Reputacja: 1 Mike ma wspaniałą reputacjęMike ma wspaniałą reputacjęMike ma wspaniałą reputacjęMike ma wspaniałą reputacjęMike ma wspaniałą reputacjęMike ma wspaniałą reputacjęMike ma wspaniałą reputacjęMike ma wspaniałą reputacjęMike ma wspaniałą reputacjęMike ma wspaniałą reputacjęMike ma wspaniałą reputację
Jax popatrzył w milczeniu na Smoke’a po czym sięgnął do kieszeni. Pokazał monetę i rzekł:
- Orzeł, idziemy do komnaty tronowej.
Moneta poszybowała w górę i spała na dłoń Jaxa. Wszyscy spojrzeli co wypadło. Reszka.
- No i wszystko jasne - powiedział Smoke zabierając nóż i zwijając plan. Po czym poszedł do krawędzi dachu. Chwile skupiał się po czym zaczął ulatywać “z wiatrem”. Chmura zakotłowała się i zaczęła rosnąc przesłaniając ścianę budynku.

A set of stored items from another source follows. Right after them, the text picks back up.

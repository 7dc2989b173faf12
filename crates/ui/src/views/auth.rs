use boost_core::AuthTab;
use dioxus::prelude::*;
use dioxus_router::use_navigator;

use crate::context::AppContext;
use crate::notifications::use_notifier;
use crate::routes::Route;
use crate::views::use_session;
use crate::vm::{AuthFailure, LoginForm, RegisterForm, sign_in, sign_up};

#[component]
pub fn AuthView(tab: String) -> Element {
    let ctx = use_context::<AppContext>();
    let snapshot = use_session();
    let navigator = use_navigator();
    let notifier = use_notifier();

    let initial_tab = AuthTab::from_query(&tab);
    let mut active = use_signal(|| initial_tab);
    let mut login = use_signal(LoginForm::default);
    let mut register = use_signal(RegisterForm::default);
    let mut inline_error = use_signal(|| None::<String>);
    let mut busy = use_signal(|| false);

    // Already signed in: the form has nothing to offer.
    use_effect(move || {
        let snapshot = snapshot.read();
        if !snapshot.restoring && snapshot.is_authenticated() {
            navigator.replace(Route::Dashboard {});
        }
    });

    let on_login = {
        let ctx = ctx.clone();
        move |evt: FormEvent| {
            evt.prevent_default();
            if busy() {
                return;
            }
            let auth = ctx.auth();
            let session = ctx.session();
            let form = login();
            spawn(async move {
                busy.set(true);
                inline_error.set(None);
                match sign_in(&auth, &session, form).await {
                    Ok(user) => {
                        notifier.success(format!("Welcome back, {}!", user.first_name));
                        navigator.push(Route::Dashboard {});
                    }
                    Err(AuthFailure::Invalid(text)) => inline_error.set(Some(text)),
                    Err(AuthFailure::Rejected(text)) => notifier.error(text),
                }
                busy.set(false);
            });
        }
    };

    let on_register = move |evt: FormEvent| {
        evt.prevent_default();
        if busy() {
            return;
        }
        let auth = ctx.auth();
        let session = ctx.session();
        let form = register();
        spawn(async move {
            busy.set(true);
            inline_error.set(None);
            match sign_up(&auth, &session, form).await {
                Ok(_) => {
                    notifier.success("Account created. Welcome to ConfianceBoost!");
                    navigator.push(Route::Dashboard {});
                }
                Err(AuthFailure::Invalid(text)) => inline_error.set(Some(text)),
                Err(AuthFailure::Rejected(text)) => notifier.error(text),
            }
            busy.set(false);
        });
    };

    let tab_class = |tab: AuthTab| {
        if active() == tab { "tab tab-active" } else { "tab" }
    };

    rsx! {
        div { class: "page auth",
            div { class: "auth-card",
                div { class: "tabs",
                    button {
                        class: tab_class(AuthTab::Login),
                        onclick: move |_| {
                            active.set(AuthTab::Login);
                            inline_error.set(None);
                        },
                        "Sign in"
                    }
                    button {
                        class: tab_class(AuthTab::Register),
                        onclick: move |_| {
                            active.set(AuthTab::Register);
                            inline_error.set(None);
                        },
                        "Create account"
                    }
                }

                if let Some(text) = inline_error() {
                    p { class: "form-error", role: "alert", "{text}" }
                }

                match active() {
                    AuthTab::Login => rsx! {
                        form { class: "auth-form", onsubmit: on_login,
                            label { "Email"
                                input {
                                    r#type: "email",
                                    value: "{login.read().email}",
                                    oninput: move |evt| login.write().email = evt.value(),
                                }
                            }
                            label { "Password"
                                input {
                                    r#type: "password",
                                    value: "{login.read().password}",
                                    oninput: move |evt| login.write().password = evt.value(),
                                }
                            }
                            button { class: "btn btn-primary", r#type: "submit", disabled: busy(),
                                if busy() { "Signing in..." } else { "Sign in" }
                            }
                        }
                    },
                    AuthTab::Register => rsx! {
                        form { class: "auth-form", onsubmit: on_register,
                            div { class: "row",
                                label { "First name"
                                    input {
                                        value: "{register.read().first_name}",
                                        oninput: move |evt| register.write().first_name = evt.value(),
                                    }
                                }
                                label { "Last name"
                                    input {
                                        value: "{register.read().last_name}",
                                        oninput: move |evt| register.write().last_name = evt.value(),
                                    }
                                }
                            }
                            label { "Email"
                                input {
                                    r#type: "email",
                                    value: "{register.read().email}",
                                    oninput: move |evt| register.write().email = evt.value(),
                                }
                            }
                            label { "Password"
                                input {
                                    r#type: "password",
                                    value: "{register.read().password}",
                                    oninput: move |evt| register.write().password = evt.value(),
                                }
                            }
                            label { "Confirm password"
                                input {
                                    r#type: "password",
                                    value: "{register.read().confirm_password}",
                                    oninput: move |evt| register.write().confirm_password = evt.value(),
                                }
                            }
                            button { class: "btn btn-primary", r#type: "submit", disabled: busy(),
                                if busy() { "Creating account..." } else { "Create account" }
                            }
                        }
                    },
                }
            }
        }
    }
}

Jeden z Lin Kuei wystrzelił harpun.
Jedne po drugim zaczepiali karabińczyk i zsuwali się w chmurę. Jax spojrzał na Sonye ta wzruszyła ramionami. Mogli albo tu zostać, albo ruszać. Wpięła karabińczyk i z zsunęła się z dachu, bo chwile później zniknąć w chmurze.
Kilkadziesiąt sekund “lotu” by nagle zobaczyć przed sobą ścianę. Ledwie sekundy na amortyzację nogami. Ktoś Tongowi wcisnął w dłoń line i bezceremonialnie odpiął karabińczyk. Chwile później Raf “zaparkował” ze stęknieciem. On także dostał do ręki linę.
Wokół okna na wczepionych w szpary ściany zaczepach wisiała cała mieszana grupa, niczym wielkie gniazdo pająków.
- Wszyscy - ktoś syknął. Na to jeden z Lin Kuei przykleił do szyby plastik z wetkniętym detonatorem. Eksplozja nie była duża, ale wywaliła całe okno. Błyskawicznie wskoczyli. Ledwo nadążali odskakiwać ze światła, by zrobić miejsce pozostałym. Ktoś charczał z przebitym gardłem. Huknął strzał, potem kolejny. Ktoś rzucił granat dymny… nie to Smoke wparował i nagle zestalił się.


Dobra, nie czekam na Was, decyzje podjęła moneta. Idziecie do sali małżeńskiej.
Obecnie wielka rozróba. Na razie prosto, rozgrzewka, same minionki.
Musicie wspólnie uzbierać 20 sukcesów by pokonać wszystkie strażniczki. Liczą się tylko Wasze wrzuty, npce walczą “obok”.
W docu bitewnym jak zwykle “zbieracie kości” Limit to 5. I dzielicie je na atak i obronę.